If I connect with an ethernet cable, and get a connection, can I then disconnect the cable and maintain my connection? Or does the cable have to stay in?


----------



## bobnielsen (Jun 29, 2006)

Yes. The connection comes through the cable.


----------



## Kansas Zephyr (Jun 30, 2007)

You'll need a wireless Ethernet bridge or "gaming adapter".

There is no WiFi connectivity built into any D* product.


----------



## akw4572 (Sep 8, 2005)

Ok, thanks. I guess I won't be using it then........my modem and wireless router are in a different room.


----------



## BubblePuppy (Nov 3, 2006)

akw4572 said:


> Ok, thanks. I guess I won't be using it then........my modem and wireless router are in a different room.

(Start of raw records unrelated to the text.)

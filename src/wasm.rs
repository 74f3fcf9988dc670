//! JavaScript binding.
//!
//! [`PlannerHandle`] wraps an [`EngineCore`] for a browser host. The host feeds
//! it pointer and pinch events and receives actions and render output as JSON
//! strings, which keeps the boundary free of hand-written JS glue types.
//!
//! Snap confirmation goes through a JS function installed with
//! `setConfirm(fn)`. It is called with the prompt text: returning `true` or
//! `false` answers immediately; any other return value (typically a promise)
//! defers, and the host answers later through `resolveConfirmation(bool)`.

use js_sys::Function;
use serde::Serialize;
use tracing::warn;
use uuid::Uuid;
use wasm_bindgen::prelude::*;

use crate::camera::Size;
use crate::config::EngineConfig;
use crate::consts::DEFAULT_FIT_PADDING;
use crate::engine::{Confirmation, Confirmer, EngineCore};
use crate::geom::Point;
use crate::render;

struct JsConfirmer(Function);

impl Confirmer for JsConfirmer {
    fn confirm(&mut self, message: &str) -> Confirmation {
        match self.0.call1(&JsValue::NULL, &JsValue::from_str(message)) {
            Ok(answer) => match answer.as_bool() {
                Some(true) => Confirmation::Accepted,
                Some(false) => Confirmation::Declined,
                None => Confirmation::Deferred,
            },
            Err(err) => {
                warn!(?err, "confirm callback threw; declining snap");
                Confirmation::Declined
            }
        }
    }
}

fn to_json<T: Serialize>(value: &T) -> Result<String, JsValue> {
    serde_json::to_string(value).map_err(|e| JsValue::from_str(&e.to_string()))
}

fn parse_id(raw: &str) -> Result<Uuid, JsValue> {
    Uuid::parse_str(raw).map_err(|e| JsValue::from_str(&e.to_string()))
}

/// Browser-facing planner. All action lists are returned as JSON arrays.
#[wasm_bindgen]
pub struct PlannerHandle {
    core: EngineCore,
}

#[wasm_bindgen]
impl PlannerHandle {
    /// Create a planner for a `width` x `height` viewport. `config_json` is an
    /// optional partial [`EngineConfig`] document.
    ///
    /// # Errors
    ///
    /// Returns the config error if `config_json` is malformed or holds a
    /// value the engine cannot run with.
    #[wasm_bindgen(constructor)]
    pub fn new(width: f64, height: f64, config_json: Option<String>) -> Result<PlannerHandle, JsValue> {
        let config = match config_json {
            Some(raw) => EngineConfig::from_json(&raw).map_err(|e| JsValue::from_str(&e.to_string()))?,
            None => EngineConfig::default(),
        };
        Ok(Self { core: EngineCore::new(config, Size::new(width, height)) })
    }

    #[wasm_bindgen(js_name = setConfirm)]
    pub fn set_confirm(&mut self, callback: Function) {
        self.core.set_confirmer(JsConfirmer(callback));
    }

    // --- Commands ---

    /// Add a rectangle from the two text fields. Returns the new shape id.
    ///
    /// # Errors
    ///
    /// Returns the validation message if either field is not a positive number.
    #[wasm_bindgen(js_name = createRectangle)]
    pub fn create_rectangle(&mut self, width: &str, height: &str) -> Result<String, JsValue> {
        self.core
            .create_rectangle_from_input(width, height)
            .map(|id| id.to_string())
            .map_err(|e| JsValue::from_str(&e.to_string()))
    }

    #[wasm_bindgen(js_name = toggleSnapping)]
    pub fn toggle_snapping(&mut self) -> bool {
        self.core.toggle_snapping()
    }

    #[wasm_bindgen(js_name = toggleMeasurements)]
    pub fn toggle_measurements(&mut self) -> bool {
        self.core.toggle_measurements()
    }

    /// # Errors
    ///
    /// Fails only if the actions cannot be serialized.
    #[wasm_bindgen(js_name = setPanMode)]
    pub fn set_pan_mode(&mut self, enabled: bool) -> Result<String, JsValue> {
        to_json(&self.core.set_pan_mode(enabled))
    }

    /// # Errors
    ///
    /// Returns an error for a malformed or unknown id.
    #[wasm_bindgen(js_name = removeShape)]
    pub fn remove_shape(&mut self, id: &str) -> Result<String, JsValue> {
        let id = parse_id(id)?;
        let actions = self.core.remove_shape(&id).map_err(|e| JsValue::from_str(&e.to_string()))?;
        to_json(&actions)
    }

    /// # Errors
    ///
    /// Fails only if the actions cannot be serialized.
    #[wasm_bindgen(js_name = clearScene)]
    pub fn clear_scene(&mut self) -> Result<String, JsValue> {
        to_json(&self.core.clear_scene())
    }

    /// # Errors
    ///
    /// Fails only if the actions cannot be serialized.
    #[wasm_bindgen(js_name = fitToContent)]
    pub fn fit_to_content(&mut self, padding: Option<f64>) -> Result<String, JsValue> {
        to_json(&self.core.fit_to_content(padding.unwrap_or(DEFAULT_FIT_PADDING)))
    }

    /// # Errors
    ///
    /// Fails only if the actions cannot be serialized.
    #[wasm_bindgen(js_name = resolveConfirmation)]
    pub fn resolve_confirmation(&mut self, accepted: bool) -> Result<String, JsValue> {
        to_json(&self.core.resolve_confirmation(accepted))
    }

    // --- Input ---

    /// `target` is the id of the shape under the pointer, if the host knows it.
    ///
    /// # Errors
    ///
    /// Returns an error for a malformed target id.
    #[wasm_bindgen(js_name = pointerDown)]
    pub fn pointer_down(&mut self, x: f64, y: f64, target: Option<String>) -> Result<String, JsValue> {
        let target = target.as_deref().map(parse_id).transpose()?;
        to_json(&self.core.on_pointer_down(Point::new(x, y), target))
    }

    /// # Errors
    ///
    /// Fails only if the actions cannot be serialized.
    #[wasm_bindgen(js_name = pointerMove)]
    pub fn pointer_move(&mut self, x: f64, y: f64) -> Result<String, JsValue> {
        to_json(&self.core.on_pointer_move(Point::new(x, y)))
    }

    /// # Errors
    ///
    /// Fails only if the actions cannot be serialized.
    #[wasm_bindgen(js_name = pointerUp)]
    pub fn pointer_up(&mut self, x: f64, y: f64) -> Result<String, JsValue> {
        to_json(&self.core.on_pointer_up(Point::new(x, y)))
    }

    /// # Errors
    ///
    /// Fails only if the actions cannot be serialized.
    #[wasm_bindgen(js_name = pinchUpdate)]
    pub fn pinch_update(&mut self, x: f64, y: f64, scale: f64) -> Result<String, JsValue> {
        to_json(&self.core.on_pinch_update(Point::new(x, y), scale))
    }

    /// # Errors
    ///
    /// Fails only if the actions cannot be serialized.
    #[wasm_bindgen(js_name = pinchEnd)]
    pub fn pinch_end(&mut self) -> Result<String, JsValue> {
        to_json(&self.core.on_pinch_end())
    }

    /// # Errors
    ///
    /// Fails only if the actions cannot be serialized.
    #[wasm_bindgen(js_name = resizeViewport)]
    pub fn resize_viewport(&mut self, width: f64, height: f64) -> Result<String, JsValue> {
        to_json(&self.core.on_viewport_resized(Size::new(width, height)))
    }

    /// # Errors
    ///
    /// Fails only if the actions cannot be serialized.
    pub fn cancel(&mut self) -> Result<String, JsValue> {
        to_json(&self.core.on_cancel())
    }

    // --- Output ---

    /// Render nodes for the current state as a JSON array.
    ///
    /// # Errors
    ///
    /// Fails only if the nodes cannot be serialized.
    pub fn render(&self) -> Result<String, JsValue> {
        to_json(&render::scene_nodes(&self.core))
    }

    #[wasm_bindgen(js_name = zoomPercent)]
    pub fn zoom_percent(&self) -> f64 {
        self.core.zoom_percent()
    }
}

Why not? Just buy a wirless gaming adaptor and connect it to the dvr and, other than setting it up, you will be all set.
My wireless router and modem are in another room, and the gaming adaptor works great for VOD and Dtv2PC.
Or am I missing something here?


----------



## fratlord (Nov 12, 2008)

BubblePuppy said:


> Why not? Just buy a wirless gaming adaptor and connect it to the dvr and, other than setting it up, you will be all set.
> My wireless router and modem are in another room, and the gaming adaptor works great for VOD and Dtv2PC.
> Or am I missing something here?


Any suggestions on a wireless gaming adapter? Anything specific I should look for in one? Or all they all the same/similar?

Thanks,
Steven


----------



## Stuart Sweet (Jun 19, 2006)

Personally I think you'll be very happy with the Linksys WGA600N. It requires no PC configuration... plug it into the DVR and it is autorecognized and lets you configure it there.

Check out the review here:

http://www.dbstalk.com/showthread.php?t=143300


----------



## Richierich (Jan 10, 2008)

Go with the Linksys WGA600N as Stuart says. I followed his advice after having days of problems with my WGA54G and it worked flawlessly the first time.


----------



## BattleScott (Aug 29, 2006)

fratlord said:


> Any suggestions on a wireless gaming adapter? Anything specific I should look for in one? Or all they all the same/similar?
> 
> Thanks,
> Steven


I picked up a Linksys WGA54AG on ebay for $20. It was easy to configure and works great. They are basically the same hardware as an access point or wireless router, so there's nothing really specific to look for.


----------



## Justin23 (Jan 11, 2008)

You can also use the Powerline Etnernet Adapters as well for the DoD.

J


----------